RECORDS SHOWN:
::::::::::

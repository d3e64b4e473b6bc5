//! # Domain Models
//!
//! These structs represent the core entities of StackIt.
//! We use UUID v7 for time-ordered, globally unique identification.
//! Entities reference each other by id only; nothing cascades.

use std::fmt;
use std::str::FromStr;

use chrono::{DateTime, Utc};
use serde::{Deserialize, Serialize};
use uuid::Uuid;

use crate::error::AppError;
use crate::votes::VoteSet;

#[derive(Debug, Clone, Copy, PartialEq, Eq, Default, Serialize, Deserialize)]
#[serde(rename_all = "lowercase")]
pub enum Role {
    #[default]
    User,
    Admin,
}

impl Role {
    pub fn as_str(&self) -> &'static str {
        match self {
            Self::User => "user",
            Self::Admin => "admin",
        }
    }
}

impl fmt::Display for Role {
    fn fmt(&self, f: &mut fmt::Formatter<'_>) -> fmt::Result {
        f.write_str(self.as_str())
    }
}

impl FromStr for Role {
    type Err = AppError;

    fn from_str(s: &str) -> Result<Self, Self::Err> {
        match s {
            "user" => Ok(Self::User),
            "admin" => Ok(Self::Admin),
            other => Err(AppError::ValidationError(format!("unknown role: {other}"))),
        }
    }
}

/// A registered account.
#[derive(Debug, Clone, Serialize, Deserialize)]
pub struct User {
    pub id: Uuid,
    pub username: String,
    pub email: String,
    #[serde(skip_serializing)]
    pub password_hash: String,
    pub role: Role,
    pub reputation: i64,
    pub created_at: DateTime<Utc>,
    pub updated_at: DateTime<Utc>,
}

impl User {
    pub fn new(username: String, email: String, password_hash: String) -> Self {
        let now = Utc::now();
        Self {
            id: Uuid::now_v7(),
            username,
            email,
            password_hash,
            role: Role::User,
            reputation: 0,
            created_at: now,
            updated_at: now,
        }
    }
}

#[derive(Debug, Clone, Serialize, Deserialize)]
pub struct Question {
    pub id: Uuid,
    /// Owner of the question
    pub user_id: Uuid,
    pub title: String,
    pub description: String,
    pub tag_ids: Vec<Uuid>,
    pub votes: VoteSet,
    pub created_at: DateTime<Utc>,
    pub updated_at: DateTime<Utc>,
}

impl Question {
    pub fn new(user_id: Uuid, title: String, description: String, tag_ids: Vec<Uuid>) -> Self {
        let now = Utc::now();
        Self {
            id: Uuid::now_v7(),
            user_id,
            title,
            description,
            tag_ids,
            votes: VoteSet::new(),
            created_at: now,
            updated_at: now,
        }
    }
}

#[derive(Debug, Clone, Serialize, Deserialize)]
pub struct Answer {
    pub id: Uuid,
    pub question_id: Uuid,
    pub author_id: Uuid,
    pub content: String,
    pub votes: VoteSet,
    pub is_pinned: bool,
    pub is_accepted: bool,
    pub created_at: DateTime<Utc>,
    pub updated_at: DateTime<Utc>,
}

impl Answer {
    pub fn new(question_id: Uuid, author_id: Uuid, content: String) -> Self {
        let now = Utc::now();
        Self {
            id: Uuid::now_v7(),
            question_id,
            author_id,
            content,
            votes: VoteSet::new(),
            is_pinned: false,
            is_accepted: false,
            created_at: now,
            updated_at: now,
        }
    }
}

#[derive(Debug, Clone, Serialize, Deserialize)]
pub struct Comment {
    pub id: Uuid,
    pub user_id: Uuid,
    /// The answer this comment hangs off
    pub answer_id: Uuid,
    pub content: String,
    pub votes: VoteSet,
    pub created_at: DateTime<Utc>,
    pub updated_at: DateTime<Utc>,
}

impl Comment {
    pub fn new(answer_id: Uuid, user_id: Uuid, content: String) -> Self {
        let now = Utc::now();
        Self {
            id: Uuid::now_v7(),
            user_id,
            answer_id,
            content,
            votes: VoteSet::new(),
            created_at: now,
            updated_at: now,
        }
    }
}

/// Tags are created lazily the first time a question names them.
#[derive(Debug, Clone, PartialEq, Eq, Serialize, Deserialize)]
pub struct Tag {
    pub id: Uuid,
    pub name: String,
    pub description: Option<String>,
    pub color: Option<String>,
}

impl Tag {
    pub fn named(name: impl Into<String>) -> Self {
        Self {
            id: Uuid::now_v7(),
            name: name.into(),
            description: None,
            color: None,
        }
    }
}

/// Where a mention was written.
#[derive(Debug, Clone, Copy, PartialEq, Eq, Serialize, Deserialize)]
#[serde(rename_all = "lowercase")]
pub enum SourceType {
    Question,
    Answer,
    Comment,
}

impl SourceType {
    pub fn as_str(&self) -> &'static str {
        match self {
            Self::Question => "question",
            Self::Answer => "answer",
            Self::Comment => "comment",
        }
    }
}

impl FromStr for SourceType {
    type Err = AppError;

    fn from_str(s: &str) -> Result<Self, Self::Err> {
        match s {
            "question" => Ok(Self::Question),
            "answer" => Ok(Self::Answer),
            "comment" => Ok(Self::Comment),
            other => Err(AppError::Internal(format!("unknown mention source: {other}"))),
        }
    }
}

#[derive(Debug, Clone, Serialize, Deserialize)]
pub struct Mention {
    pub id: Uuid,
    pub source_type: SourceType,
    pub source_id: Uuid,
    pub mentioned_user_id: Uuid,
    /// Author of the content that contained the mention
    pub by_user_id: Uuid,
    pub created_at: DateTime<Utc>,
}

#[derive(Debug, Clone, Copy, PartialEq, Eq, Serialize, Deserialize)]
#[serde(rename_all = "snake_case")]
pub enum NotificationKind {
    AnswerPosted,
    CommentPosted,
    Mention,
}

impl NotificationKind {
    pub fn as_str(&self) -> &'static str {
        match self {
            Self::AnswerPosted => "answer_posted",
            Self::CommentPosted => "comment_posted",
            Self::Mention => "mention",
        }
    }
}

impl FromStr for NotificationKind {
    type Err = AppError;

    fn from_str(s: &str) -> Result<Self, Self::Err> {
        match s {
            "answer_posted" => Ok(Self::AnswerPosted),
            "comment_posted" => Ok(Self::CommentPosted),
            "mention" => Ok(Self::Mention),
            other => Err(AppError::Internal(format!("unknown notification type: {other}"))),
        }
    }
}

#[derive(Debug, Clone, Serialize, Deserialize)]
pub struct Notification {
    pub id: Uuid,
    pub recipient_id: Uuid,
    pub kind: NotificationKind,
    /// Id of the entity the notification points at (e.g. an answer)
    pub reference_id: Uuid,
    pub message: String,
    pub is_read: bool,
    pub link: Option<String>,
    pub created_at: DateTime<Utc>,
}

impl Notification {
    pub fn new(
        recipient_id: Uuid,
        kind: NotificationKind,
        reference_id: Uuid,
        message: String,
        link: Option<String>,
    ) -> Self {
        Self {
            id: Uuid::now_v7(),
            recipient_id,
            kind,
            reference_id,
            message,
            is_read: false,
            link,
            created_at: Utc::now(),
        }
    }
}

#[cfg(test)]
mod tests {
    use super::*;

    #[test]
    fn password_hash_never_serializes() {
        let user = User::new("alice".into(), "a@example.com".into(), "$argon2id$secret".into());
        let json = serde_json::to_value(&user).unwrap();
        assert!(json.get("password_hash").is_none());
        assert_eq!(json["role"], "user");
    }

    #[test]
    fn notification_kind_round_trips_through_str() {
        for kind in [
            NotificationKind::AnswerPosted,
            NotificationKind::CommentPosted,
            NotificationKind::Mention,
        ] {
            assert_eq!(kind.as_str().parse::<NotificationKind>().unwrap(), kind);
        }
    }

    #[test]
    fn unknown_role_is_rejected() {
        assert!("moderator".parse::<Role>().is_err());
        assert_eq!("admin".parse::<Role>().unwrap(), Role::Admin);
    }

    #[test]
    fn new_notifications_start_unread() {
        let n = Notification::new(
            Uuid::now_v7(),
            NotificationKind::Mention,
            Uuid::now_v7(),
            "hi".into(),
            None,
        );
        assert!(!n.is_read);
    }
}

::::::::::

What is needed is an exact, complete copy of the entries above.

ANSWER TO THIS PROBLEM:
repository d3e64b4e473b6bc5
//! # Domain Models
//!
//! These structs represent the core entities of StackIt.
//! We use UUID v7 for time-ordered, globally unique identification.
//! Entities reference each other by id only; nothing cascades.

use std::fmt;
use std::str::FromStr;

use chrono::{DateTime, Utc};
use serde::{Deserialize, Serialize};
use uuid::Uuid;

use crate::error::AppError;
use crate::votes::VoteSet;

#[derive(Debug, Clone, Copy, PartialEq, Eq, Default, Serialize, Deserialize)]
#[serde(rename_all = "lowercase")]
pub enum Role {
    #[default]
    User,
    Admin,
}

impl Role {
    pub fn as_str(&self) -> &'static str {
        match self {
            Self::User => "user",
            Self::Admin => "admin",
        }
    }
}

impl fmt::Display for Role {
    fn fmt(&self, f: &mut fmt::Formatter<'_>) -> fmt::Result {
        f.write_str(self.as_str())
    }
}

impl FromStr for Role {
    type Err = AppError;

    fn from_str(s: &str) -> Result<Self, Self::Err> {
        match s {
            "user" => Ok(Self::User),
            "admin" => Ok(Self::Admin),
            other => Err(AppError::ValidationError(format!("unknown role: {other}"))),
        }
    }
}

/// A registered account.
#[derive(Debug, Clone, Serialize, Deserialize)]
pub struct User {
    pub id: Uuid,
    pub username: String,
    pub email: String,
    #[serde(skip_serializing)]
    pub password_hash: String,
    pub role: Role,
    pub reputation: i64,
    pub created_at: DateTime<Utc>,
    pub updated_at: DateTime<Utc>,
}

impl User {
    pub fn new(username: String, email: String, password_hash: String) -> Self {
        let now = Utc::now();
        Self {
            id: Uuid::now_v7(),
            username,
            email,
            password_hash,
            role: Role::User,
            reputation: 0,
            created_at: now,
            updated_at: now,
        }
    }
}

#[derive(Debug, Clone, Serialize, Deserialize)]
pub struct Question {
    pub id: Uuid,
    /// Owner of the question
    pub user_id: Uuid,
    pub title: String,
    pub description: String,
    pub tag_ids: Vec<Uuid>,
    pub votes: VoteSet,
    pub created_at: DateTime<Utc>,
    pub updated_at: DateTime<Utc>,
}

impl Question {
    pub fn new(user_id: Uuid, title: String, description: String, tag_ids: Vec<Uuid>) -> Self {
        let now = Utc::now();
        Self {
            id: Uuid::now_v7(),
            user_id,
            title,
            description,
            tag_ids,
            votes: VoteSet::new(),
            created_at: now,
            updated_at: now,
        }
    }
}

#[derive(Debug, Clone, Serialize, Deserialize)]
pub struct Answer {
    pub id: Uuid,
    pub question_id: Uuid,
    pub author_id: Uuid,
    pub content: String,
    pub votes: VoteSet,
    pub is_pinned: bool,
    pub is_accepted: bool,
    pub created_at: DateTime<Utc>,
    pub updated_at: DateTime<Utc>,
}

impl Answer {
    pub fn new(question_id: Uuid, author_id: Uuid, content: String) -> Self {
        let now = Utc::now();
        Self {
            id: Uuid::now_v7(),
            question_id,
            author_id,
            content,
            votes: VoteSet::new(),
            is_pinned: false,
            is_accepted: false,
            created_at: now,
            updated_at: now,
        }
    }
}

#[derive(Debug, Clone, Serialize, Deserialize)]
pub struct Comment {
    pub id: Uuid,
    pub user_id: Uuid,
    /// The answer this comment hangs off
    pub answer_id: Uuid,
    pub content: String,
    pub votes: VoteSet,
    pub created_at: DateTime<Utc>,
    pub updated_at: DateTime<Utc>,
}

impl Comment {
    pub fn new(answer_id: Uuid, user_id: Uuid, content: String) -> Self {
        let now = Utc::now();
        Self {
            id: Uuid::now_v7(),
            user_id,
            answer_id,
            content,
            votes: VoteSet::new(),
            created_at: now,
            updated_at: now,
        }
    }
}

/// Tags are created lazily the first time a question names them.
#[derive(Debug, Clone, PartialEq, Eq, Serialize, Deserialize)]
pub struct Tag {
    pub id: Uuid,
    pub name: String,
    pub description: Option<String>,
    pub color: Option<String>,
}

impl Tag {
    pub fn named(name: impl Into<String>) -> Self {
        Self {
            id: Uuid::now_v7(),
            name: name.into(),
            description: None,
            color: None,
        }
    }
}

/// Where a mention was written.
#[derive(Debug, Clone, Copy, PartialEq, Eq, Serialize, Deserialize)]
#[serde(rename_all = "lowercase")]
pub enum SourceType {
    Question,
    Answer,
    Comment,
}

impl SourceType {
    pub fn as_str(&self) -> &'static str {
        match self {
            Self::Question => "question",
            Self::Answer => "answer",
            Self::Comment => "comment",
        }
    }
}

impl FromStr for SourceType {
    type Err = AppError;

    fn from_str(s: &str) -> Result<Self, Self::Err> {
        match s {
            "question" => Ok(Self::Question),
            "answer" => Ok(Self::Answer),
            "comment" => Ok(Self::Comment),
            other => Err(AppError::Internal(format!("unknown mention source: {other}"))),
        }
    }
}

#[derive(Debug, Clone, Serialize, Deserialize)]
pub struct Mention {
    pub id: Uuid,
    pub source_type: SourceType,
    pub source_id: Uuid,
    pub mentioned_user_id: Uuid,
    /// Author of the content that contained the mention
    pub by_user_id: Uuid,
    pub created_at: DateTime<Utc>,
}

#[derive(Debug, Clone, Copy, PartialEq, Eq, Serialize, Deserialize)]
#[serde(rename_all = "snake_case")]
pub enum NotificationKind {
    AnswerPosted,
    CommentPosted,
    Mention,
}

impl NotificationKind {
    pub fn as_str(&self) -> &'static str {
        match self {
            Self::AnswerPosted => "answer_posted",
            Self::CommentPosted => "comment_posted",
            Self::Mention => "mention",
        }
    }
}

impl FromStr for NotificationKind {
    type Err = AppError;

    fn from_str(s: &str) -> Result<Self, Self::Err> {
        match s {
            "answer_posted" => Ok(Self::AnswerPosted),
            "comment_posted" => Ok(Self::CommentPosted),
            "mention" => Ok(Self::Mention),
            other => Err(AppError::Internal(format!("unknown notification type: {other}"))),
        }
    }
}

#[derive(Debug, Clone, Serialize, Deserialize)]
pub struct Notification {
    pub id: Uuid,
    pub recipient_id: Uuid,
    pub kind: NotificationKind,
    /// Id of the entity the notification points at (e.g. an answer)
    pub reference_id: Uuid,
    pub message: String,
    pub is_read: bool,
    pub link: Option<String>,
    pub created_at: DateTime<Utc>,
}

impl Notification {
    pub fn new(
        recipient_id: Uuid,
        kind: NotificationKind,
        reference_id: Uuid,
        message: String,
        link: Option<String>,
    ) -> Self {
        Self {
            id: Uuid::now_v7(),
            recipient_id,
            kind,
            reference_id,
            message,
            is_read: false,
            link,
            created_at: Utc::now(),
        }
    }
}

#[cfg(test)]
mod tests {
    use super::*;

    #[test]
    fn password_hash_never_serializes() {
        let user = User::new("alice".into(), "a@example.com".into(), "$argon2id$secret".into());
        let json = serde_json::to_value(&user).unwrap();
        assert!(json.get("password_hash").is_none());
        assert_eq!(json["role"], "user");
    }

    #[test]
    fn notification_kind_round_trips_through_str() {
        for kind in [
            NotificationKind::AnswerPosted,
            NotificationKind::CommentPosted,
            NotificationKind::Mention,
        ] {
            assert_eq!(kind.as_str().parse::<NotificationKind>().unwrap(), kind);
        }
    }

    #[test]
    fn unknown_role_is_rejected() {
        assert!("moderator".parse::<Role>().is_err());
        assert_eq!("admin".parse::<Role>().unwrap(), Role::Admin);
    }

    #[test]
    fn new_notifications_start_unread() {
        let n = Notification::new(
            Uuid::now_v7(),
            NotificationKind::Mention,
            Uuid::now_v7(),
            "hi".into(),
            None,
        );
        assert!(!n.is_read);
    }
}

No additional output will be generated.